=== Records provided ===

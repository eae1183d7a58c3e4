//! Search controller: owns the session and performs its effects.

use std::sync::Arc;
use std::time::Duration;

use marquee_search::MovieSearchService;
use tokio::sync::mpsc;

use super::commands::ControllerEvent;
use super::debounce::Debouncer;
use super::state::{Effect, SearchSession, SessionEvent};
use crate::analytics::SearchAnalytics;

/// Owns the [`SearchSession`] and turns its effects into tasks.
///
/// Runs inside the actor task only, so session state needs no locking.
/// Spawned tasks report back through `events`.
pub struct SearchController {
    session: SearchSession,
    debouncer: Debouncer,
    search: MovieSearchService,
    analytics: Arc<dyn SearchAnalytics>,
    trending_limit: usize,
    events: mpsc::UnboundedSender<ControllerEvent>,
}

impl SearchController {
    pub fn new(
        debounce: Duration,
        trending_limit: usize,
        search: MovieSearchService,
        analytics: Arc<dyn SearchAnalytics>,
        events: mpsc::UnboundedSender<ControllerEvent>,
    ) -> Self {
        Self {
            session: SearchSession::new(),
            debouncer: Debouncer::new(debounce),
            search,
            analytics,
            trending_limit,
            events,
        }
    }

    pub fn session(&self) -> &SearchSession {
        &self.session
    }

    /// Applies an event to the session and performs the resulting effects.
    pub fn dispatch(&mut self, event: SessionEvent) {
        for effect in self.session.apply(event) {
            self.perform(effect);
        }
    }

    /// Routes a task completion, dropping superseded debounce callbacks.
    pub fn handle_event(&mut self, event: ControllerEvent) {
        match event {
            ControllerEvent::DebounceElapsed { ticket, text } => {
                if self.debouncer.is_current(ticket) {
                    self.dispatch(SessionEvent::DebounceElapsed(text));
                } else {
                    tracing::trace!(ticket, "Ignoring superseded debounce");
                }
            }
            ControllerEvent::Completed(event) => self.dispatch(event),
        }
    }

    pub fn cancel_pending(&mut self) {
        self.debouncer.cancel();
    }

    fn perform(&mut self, effect: Effect) {
        match effect {
            Effect::ScheduleDebounce(text) => {
                let events = self.events.clone();
                self.debouncer.schedule(move |ticket| async move {
                    let _ = events.send(ControllerEvent::DebounceElapsed { ticket, text });
                });
            }

            Effect::FetchMovies { generation, query } => {
                let search = self.search.clone();
                let events = self.events.clone();
                tokio::spawn(async move {
                    let result = search.fetch(&query).await;
                    let _ = events.send(ControllerEvent::Completed(SessionEvent::FetchCompleted {
                        generation,
                        query,
                        result,
                    }));
                });
            }

            Effect::RecordSearch { search_term, movie } => {
                let analytics = self.analytics.clone();
                tokio::spawn(async move {
                    if let Err(e) = analytics.record_search(&search_term, &movie).await {
                        tracing::warn!(
                            backend = analytics.name(),
                            %search_term,
                            error = %e,
                            "Failed to record search"
                        );
                    }
                });
            }

            Effect::LoadTrending => {
                let analytics = self.analytics.clone();
                let events = self.events.clone();
                let limit = self.trending_limit;
                tokio::spawn(async move {
                    let records = analytics.trending(limit).await;
                    let _ = events.send(ControllerEvent::Completed(SessionEvent::TrendingLoaded(
                        records,
                    )));
                });
            }
        }
    }
}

===

§ **What the task asks**: Set aside each line above that includes the string "dispatch" and report it.

§ **Exercise answer**:
    pub fn dispatch(&mut self, event: SessionEvent) {
                    self.dispatch(SessionEvent::DebounceElapsed(text));
            ControllerEvent::Completed(event) => self.dispatch(event),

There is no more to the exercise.